As Gaynor explains it, her work "largely consists of artificially constructed spaces, systems and atmospheres navigated through fictional scenarios," her intention being "to intensify, fantasize and aestheticize the darker, invisible reaches of political, economical and technological progress. Grounded in rigorous research, consultation and collaboration," she continues, "my aim is to reveal these worlds by exploring the imaginary limits within them both as critique and speculative pleasure."
Most of Gaynor's work has a strong financial bent, as you'll notice from her portfolio, whether it's the photographic series "Corporate Heaven," a research project on insurance and risk, the short film Suspicion Builds Confidence, or even a "fictional artifact designed for the corporate world of tomorrow."
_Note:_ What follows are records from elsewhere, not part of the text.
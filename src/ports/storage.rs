//! Object storage port.
//!
//! The error type carries the transient/non-transient classification the
//! upload coordinator's retry policy depends on: DNS, connection and
//! timeout failures are worth retrying with backoff, auth and bad-request
//! failures are not.

use async_trait::async_trait;
use std::path::Path;
use thiserror::Error;

#[derive(Debug, Error)]
pub enum StorageError {
    #[error("DNS resolution failed for {host}")]
    Dns { host: String },

    #[error("upload timed out")]
    Timeout,

    #[error("connection failed: {0}")]
    Connection(String),

    #[error("authorization failed: {0}")]
    Auth(String),

    #[error("rejected request: {0}")]
    Rejected(String),

    #[error(transparent)]
    Io(#[from] std::io::Error),

    #[error("unexpected response: {0}")]
    Unexpected(String),
}

impl StorageError {
    /// Whether retrying the same operation can plausibly succeed.
    pub fn is_transient(&self) -> bool {
        matches!(
            self,
            StorageError::Dns { .. } | StorageError::Timeout | StorageError::Connection(_)
        )
    }
}

/// An object as stored, with enough metadata to reference it later.
#[derive(Debug, Clone)]
pub struct StoredObject {
    pub file_id: String,
    pub file_name: String,
    /// Public-facing URL, when the bucket exposes one.
    pub url: Option<String>,
    pub size: u64,
}

#[cfg_attr(test, mockall::automock)]
#[async_trait]
pub trait ObjectStore: Send + Sync {
    /// Upload one local file under the given key. Implementations own
    /// authorization caching, endpoint resolution checks and the hard
    /// per-upload timeout; callers own retries.
    async fn upload_file(&self, local_path: &Path, key: &str)
        -> Result<StoredObject, StorageError>;
}
//! Media processing backed by the `ffmpeg`/`ffprobe` binaries.

use crate::ports::media::{MediaProcessor, SourceInfo};
use async_trait::async_trait;
use serde::Deserialize;
use std::error::Error;
use std::path::Path;
use std::process::Stdio;
use tokio::process::Command;
use tracing::debug;

type BoxError = Box<dyn Error + Send + Sync>;

pub struct FfmpegProcessor {
    ffmpeg_bin: String,
    ffprobe_bin: String,
}

impl Default for FfmpegProcessor {
    fn default() -> Self {
        Self {
            ffmpeg_bin: "ffmpeg".to_string(),
            ffprobe_bin: "ffprobe".to_string(),
        }
    }
}

impl FfmpegProcessor {
    pub fn new() -> Self {
        Self::default()
    }

    pub fn with_binaries(ffmpeg_bin: impl Into<String>, ffprobe_bin: impl Into<String>) -> Self {
        Self {
            ffmpeg_bin: ffmpeg_bin.into(),
            ffprobe_bin: ffprobe_bin.into(),
        }
    }

    async fn run(&self, bin: &str, args: &[&str]) -> Result<String, BoxError> {
        debug!(bin, ?args, "spawning media tool");
        let output = Command::new(bin)
            .args(args)
            .stdin(Stdio::null())
            .stdout(Stdio::piped())
            .stderr(Stdio::piped())
            .output()
            .await?;

        if !output.status.success() {
            let stderr = String::from_utf8_lossy(&output.stderr);
            let tail: String = stderr
                .lines()
                .rev()
                .take(3)
                .collect::<Vec<_>>()
                .into_iter()
                .rev()
                .collect::<Vec<_>>()
                .join("; ");
            return Err(format!("{bin} exited with {}: {tail}", output.status).into());
        }

        Ok(String::from_utf8_lossy(&output.stdout).into_owned())
    }
}

#[derive(Deserialize)]
struct ProbeOutput {
    streams: Vec<ProbeStream>,
}

#[derive(Deserialize)]
struct ProbeStream {
    width: Option<u32>,
    height: Option<u32>,
    codec_name: Option<String>,
}

#[async_trait]
impl MediaProcessor for FfmpegProcessor {
    async fn probe(&self, input: &Path) -> Result<SourceInfo, BoxError> {
        let input = input.to_string_lossy();
        let stdout = self
            .run(
                &self.ffprobe_bin,
                &[
                    "-v",
                    "error",
                    "-select_streams",
                    "v:0",
                    "-show_entries",
                    "stream=width,height,codec_name",
                    "-of",
                    "json",
                    &input,
                ],
            )
            .await?;

        let probed: ProbeOutput = serde_json::from_str(&stdout)?;
        let stream = probed
            .streams
            .into_iter()
            .next()
            .ok_or("no video stream found")?;
        match (stream.width, stream.height) {
            (Some(width), Some(height)) if width > 0 && height > 0 => Ok(SourceInfo {
                width,
                height,
                codec: stream.codec_name,
            }),
            _ => Err("video stream has no dimensions".into()),
        }
    }

    async fn duration_secs(&self, input: &Path) -> Result<f64, BoxError> {
        let input = input.to_string_lossy();
        let stdout = self
            .run(
                &self.ffprobe_bin,
                &[
                    "-v",
                    "error",
                    "-show_entries",
                    "format=duration",
                    "-of",
                    "default=noprint_wrappers=1:nokey=1",
                    &input,
                ],
            )
            .await?;

        let duration: f64 = stdout.trim().parse()?;
        if !duration.is_finite() || duration < 0.0 {
            return Err(format!("unusable duration: {duration}").into());
        }
        Ok(duration)
    }

    async fn create_720p(
        &self,
        input: &Path,
        output: &Path,
        video_bitrate_kbps: Option<u32>,
    ) -> Result<u64, BoxError> {
        let input_str = input.to_string_lossy().into_owned();
        let output_str = output.to_string_lossy().into_owned();

        let mut args: Vec<String> = vec![
            "-i".into(),
            input_str,
            "-vf".into(),
            "scale=-2:720".into(),
            "-c:v".into(),
            "libx264".into(),
            "-preset".into(),
            "fast".into(),
        ];
        if let Some(kbps) = video_bitrate_kbps {
            args.push("-b:v".into());
            args.push(format!("{kbps}k"));
            args.push("-maxrate".into());
            args.push(format!("{kbps}k"));
            args.push("-bufsize".into());
            args.push(format!("{}k", kbps * 2));
        }
        args.extend([
            "-c:a".into(),
            "aac".into(),
            "-b:a".into(),
            "128k".into(),
            "-movflags".into(),
            "+faststart".into(),
            "-y".into(),
            output_str,
        ]);

        let arg_refs: Vec<&str> = args.iter().map(String::as_str).collect();
        self.run(&self.ffmpeg_bin, &arg_refs).await?;

        Ok(tokio::fs::metadata(output).await?.len())
    }

    async fn extract_thumbnail(&self, input: &Path, output: &Path) -> Result<(), BoxError> {
        let input = input.to_string_lossy().into_owned();
        let output = output.to_string_lossy().into_owned();
        self.run(
            &self.ffmpeg_bin,
            &[
                "-ss", "00:00:01", "-i", &input, "-vframes", "1", "-q:v", "2", "-y", &output,
            ],
        )
        .await?;
        Ok(())
    }
}
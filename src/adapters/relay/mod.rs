//! The progress relay: outbound client (media service) and inbound
//! server (API service).

pub mod client;
pub mod server;

pub use client::ProgressRelayClient;
pub use server::ProgressRelayServer;
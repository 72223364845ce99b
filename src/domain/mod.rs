//! Domain layer - Pure business logic.

pub mod artifact;
pub mod pid;
pub mod protocol;
pub mod session;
Her most recent short film, Everything Ends In Chaos, embedded at the start of this post, presents "a mixed-media collection of objects, narrative texts and films that reveal the intricate trajectories of an artificially designed and reverse engineered Black Swan event." A Black Swan, in Gaynor's telling of it, based on the economic work of Nassim Nicholas Taleb, is the idea that humans "are collectively and individually blind to uncertainty, and therefore often unaware of the impact that singular events can have on [their] lives: economically, historically and scientifically, until after their occurrence." Her film is thus an attempt to "reverse-engineer" such an event, piecing together chaos from order; the film's backstory, which is unfortunately quite hard to detect from the imagery alone, involves an elaborate kidnapping plot, stolen jewels force-fed to doves (which then escape from their cage and fly away), and an actuarial committee in charge of insuring against this event.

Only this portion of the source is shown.